Chris Powers: So I met Simon at reconvene in L.A., and I remember Moses like, Hey, you got to meet Simon. And when I first saw you, I was like, I liked the logo on your shirt. And we talked about that, and you told me what you did. And I was like, Oh, that's cool. But you are significantly under the radar.

And what are you doing later today? And you're like, I'm speaking on stage. I was like, okay, then you talked on stage, and I was like, holy shit. So as soon as I saw you after that talk, I was like, you, you didn't say 95 per cent of the story. So we're going to get through some of that story again today.

Growing up in Germany and making your way to America is an excellent place to start.

Simon Wagner: Sure, and thanks for the intro. That's a mighty kind. So I was born in a small town to the East of Munich in what then was West Germany, not far from the Iron Curtain, which at that time was a little bit sort of the end of the known world, as I've called it too many times at this point, but it was, right.

That's where the train tracks ended, and the road ended because you couldn't go to the other side. It was a tiny place, 800 people, you know, elementary school where you knew everyone; you knew every person's dog's name kind of place where to this day, sometimes when I walk into a shop or something, they know who I am and I've never met them, but I look like my father.
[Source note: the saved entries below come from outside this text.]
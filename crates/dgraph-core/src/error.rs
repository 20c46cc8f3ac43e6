//! Error types for the fallible helpers built on top of the graph.
//!
//! The store and the SCC engine never fail; only derived queries that demand
//! an acyclic graph and the edge-list parser report errors.

use crate::graph::Node;

/// Convenience alias used throughout `dgraph-core`.
pub type Result<T> = std::result::Result<T, GraphError>;

// ---------------------------------------------------------------------------
// GraphError
// ---------------------------------------------------------------------------

/// Errors reported by graph helpers.
#[derive(Debug, Clone, PartialEq, Eq, thiserror::Error)]
pub enum GraphError {
    /// The graph contains a dependency cycle, so no topological order exists.
    ///
    /// `members` holds the node ids of the first offending component in
    /// dependency order, sorted ascending.
    #[error("dependency cycle among nodes {}", format_members(.members))]
    Cycle { members: Vec<Node> },

    /// An edge-list line could not be parsed.
    #[error("line {line}: {message}")]
    Parse { line: usize, message: String },
}

impl GraphError {
    /// Machine-readable code for structured output.
    #[must_use]
    pub const fn code(&self) -> &'static str {
        match self {
            Self::Cycle { .. } => "cycle_detected",
            Self::Parse { .. } => "parse_error",
        }
    }
}

fn format_members(members: &[Node]) -> String {
    let parts: Vec<String> = members.iter().map(ToString::to_string).collect();
    format!("[{}]", parts.join(", "))
}
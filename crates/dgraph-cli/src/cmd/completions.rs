use anyhow::Result;
use clap::Args;
use clap_complete::{Shell, generate};

/// Arguments for `dg completions`.
#[derive(Args, Debug)]
pub struct CompletionsArgs {
    /// Target shell for completion script generation.
    #[arg(value_enum)]
    pub shell: Shell,
}

/// Generate shell completion script to stdout.
///
/// # Errors
///
/// Returns an error if writing to stdout fails.
pub fn run_completions(shell: Shell, command: &mut clap::Command) -> Result<()> {
    let mut out = std::io::stdout();
    generate(shell, command, "dg", &mut out);
    Ok(())
}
So they're like, ah, you're Simon. I'm like? You know, that small of a place, right? I lived there until I was 16 years old. About two weeks after my 16th birthday, I moved to the U.S. It was one of those high school exchange programs where you come, live with a family for one year, and attend a local high school. It's just the complete luck of the draw where you end up.

It could be anywhere in 50 states; those people must be paid. So it's a volunteer-based thing. And most people do it because they either don't have kids, the kids have moved out, or they've been doing it many times. My luck was that I got placed with a wonderful family in Virginia Beach, Virginia, who've been doing this for years; year after year, they took in a kid from somewhere, usually Europe.

And I lived with them. I was a junior in high school there. And after that year, which was a perfect time, I returned to Germany and went to school for a day. I returned home and called my host mom, foster mom, or whatever you want to call it, Sylvia. And I said, Hey, Sylvia, you mentioned I could come back, and we'd work something out.

Is that still on the table? Like, cause this sucks. I don't want to return to this, not one more day. All right. And she said, yeah, sure. It took a little while for us to find a solution because the visas are such that you can only have a student exchange visa for each level of education for one year.

So that was more complicated, but we eventually decided they would adopt me. So Sylvia and her husband, Bernie, embraced me, and that's how I managed to finish high school in Virginia Beach. And because they adopted me, I was legally, at that point, then their child; I was able to go to the University of Virginia on an in-state tuition basis, which is what I then did after.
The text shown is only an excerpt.